In the above article, journalist Eoin Burke-Kennedy was interpreting some of the remarks made by Michael Stanley, chief executive of Cairn Homes, during a recent housing webinar. According to the home builder, the chances of a young adult (aged under 40 years) owning a home in Ireland have more than halved over the past decade, from 22 per cent in 2011 to 12 per cent today, based on the company’s own research. It is indeed alarming that home ownership rates have “collapsed among adults of a prime working age”. This has been attributed to surging house prices and a lost decade of wage growth since the financial crisis.

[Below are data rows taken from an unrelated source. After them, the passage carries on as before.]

//! Filter evaluation
//!
//! A filter is a document of `field => condition`. All entries must hold for
//! a document to match (conjunction). A condition is either:
//! - a plain value: equality; when the stored field is an array, the
//!   condition also matches any single element
//! - an operator object whose keys all start with `$`
//!
//! Field names may be dotted paths into nested objects (`address.city`).
//! Numbers compare numerically (`27 == 27.0`).

use docmap_core::{Document, DriverError, DriverResult, Value};
use std::cmp::Ordering;

/// Check whether `document` satisfies every condition of `filter`
///
/// # Errors
///
/// Returns `DriverError::Backend` for unknown operators or operator
/// arguments of the wrong shape.
pub fn matches(document: &Document, filter: &Document) -> DriverResult<bool> {
    for (field, condition) in filter {
        let stored = lookup(document, field);
        if !matches_condition(stored, condition)? {
            return Ok(false);
        }
    }
    Ok(true)
}

/// Resolve a possibly dotted field path
pub fn lookup<'a>(document: &'a Document, path: &str) -> Option<&'a Value> {
    if let Some(value) = document.get(path) {
        return Some(value);
    }
    let mut segments = path.split('.');
    let mut current = document.get(segments.next()?)?;
    for segment in segments {
        current = current.as_document()?.get(segment)?;
    }
    Some(current)
}

fn is_operator_object(condition: &Value) -> bool {
    match condition {
        Value::Object(doc) => !doc.is_empty() && doc.keys().all(|k| k.starts_with('$')),
        _ => false,
    }
}

fn matches_condition(stored: Option<&Value>, condition: &Value) -> DriverResult<bool> {
    if !is_operator_object(condition) {
        return Ok(equals(stored, condition));
    }
    let Value::Object(operators) = condition else {
        return Ok(false);
    };
    for (op, arg) in operators {
        let ok = match op.as_str() {
            "$in" => any_of(stored, candidates(op, arg)?),
            "$nin" => !any_of(stored, candidates(op, arg)?),
            "$ne" => !equals(stored, arg),
            "$gt" => compare(stored, arg, |o| o == Ordering::Greater),
            "$gte" => compare(stored, arg, |o| o != Ordering::Less),
            "$lt" => compare(stored, arg, |o| o == Ordering::Less),
            "$lte" => compare(stored, arg, |o| o != Ordering::Greater),
            "$exists" => {
                let want = arg.as_bool().ok_or_else(|| {
                    DriverError::Backend(format!("$exists expects a boolean, got {}", arg))
                })?;
                stored.is_some() == want
            }
            other => {
                return Err(DriverError::Backend(format!("unknown operator {}", other)));
            }
        };
        if !ok {
            return Ok(false);
        }
    }
    Ok(true)
}

fn candidates<'a>(op: &str, arg: &'a Value) -> DriverResult<&'a [Value]> {
    arg.as_array()
        .ok_or_else(|| DriverError::Backend(format!("{} expects an array, got {}", op, arg)))
}

/// Equality with null-matches-missing and array-element semantics
fn equals(stored: Option<&Value>, expected: &Value) -> bool {
    match stored {
        None => expected.is_null(),
        Some(value) => {
            if value.loosely_equals(expected) {
                return true;
            }
            match value {
                Value::Array(items) => items.iter().any(|item| item.loosely_equals(expected)),
                _ => false,
            }
        }
    }
}

fn any_of(stored: Option<&Value>, candidates: &[Value]) -> bool {
    candidates.iter().any(|candidate| equals(stored, candidate))
}

/// Comparison operators only match values of the same type bracket
fn compare(stored: Option<&Value>, arg: &Value, accept: impl Fn(Ordering) -> bool) -> bool {
    let Some(value) = stored else {
        return false;
    };
    let comparable = |v: &Value| {
        (v.is_number() && arg.is_number()) || v.type_name() == arg.type_name()
    };
    match value {
        Value::Array(items) if !arg.is_array() => items
            .iter()
            .any(|item| comparable(item) && accept(item.sort_cmp(arg))),
        _ => comparable(value) && accept(value.sort_cmp(arg)),
    }
}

The ‘failure’ referred to in the headline is a criticism of the Rebuilding Ireland plan – or rather, execution of the plan – which had pledged to deliver 150,000 units over six years. In reality, only 83,913 homes have been delivered in the first five years of Rebuilding Ireland and there is little to no hope of a final or sixth year surge to hit the target. This strategy was positioned as the Government’s response to the housing crisis, however, as noted in the above article, it “has failed to change the dynamic, and many of the issues it sought to address have worsened”. In fact, the article goes further to suggest that “It’s something of a nonsense for the government to make promises around private sector housing output, which it has no direct control over, but the main parties seem intent on signing up to these pledges”.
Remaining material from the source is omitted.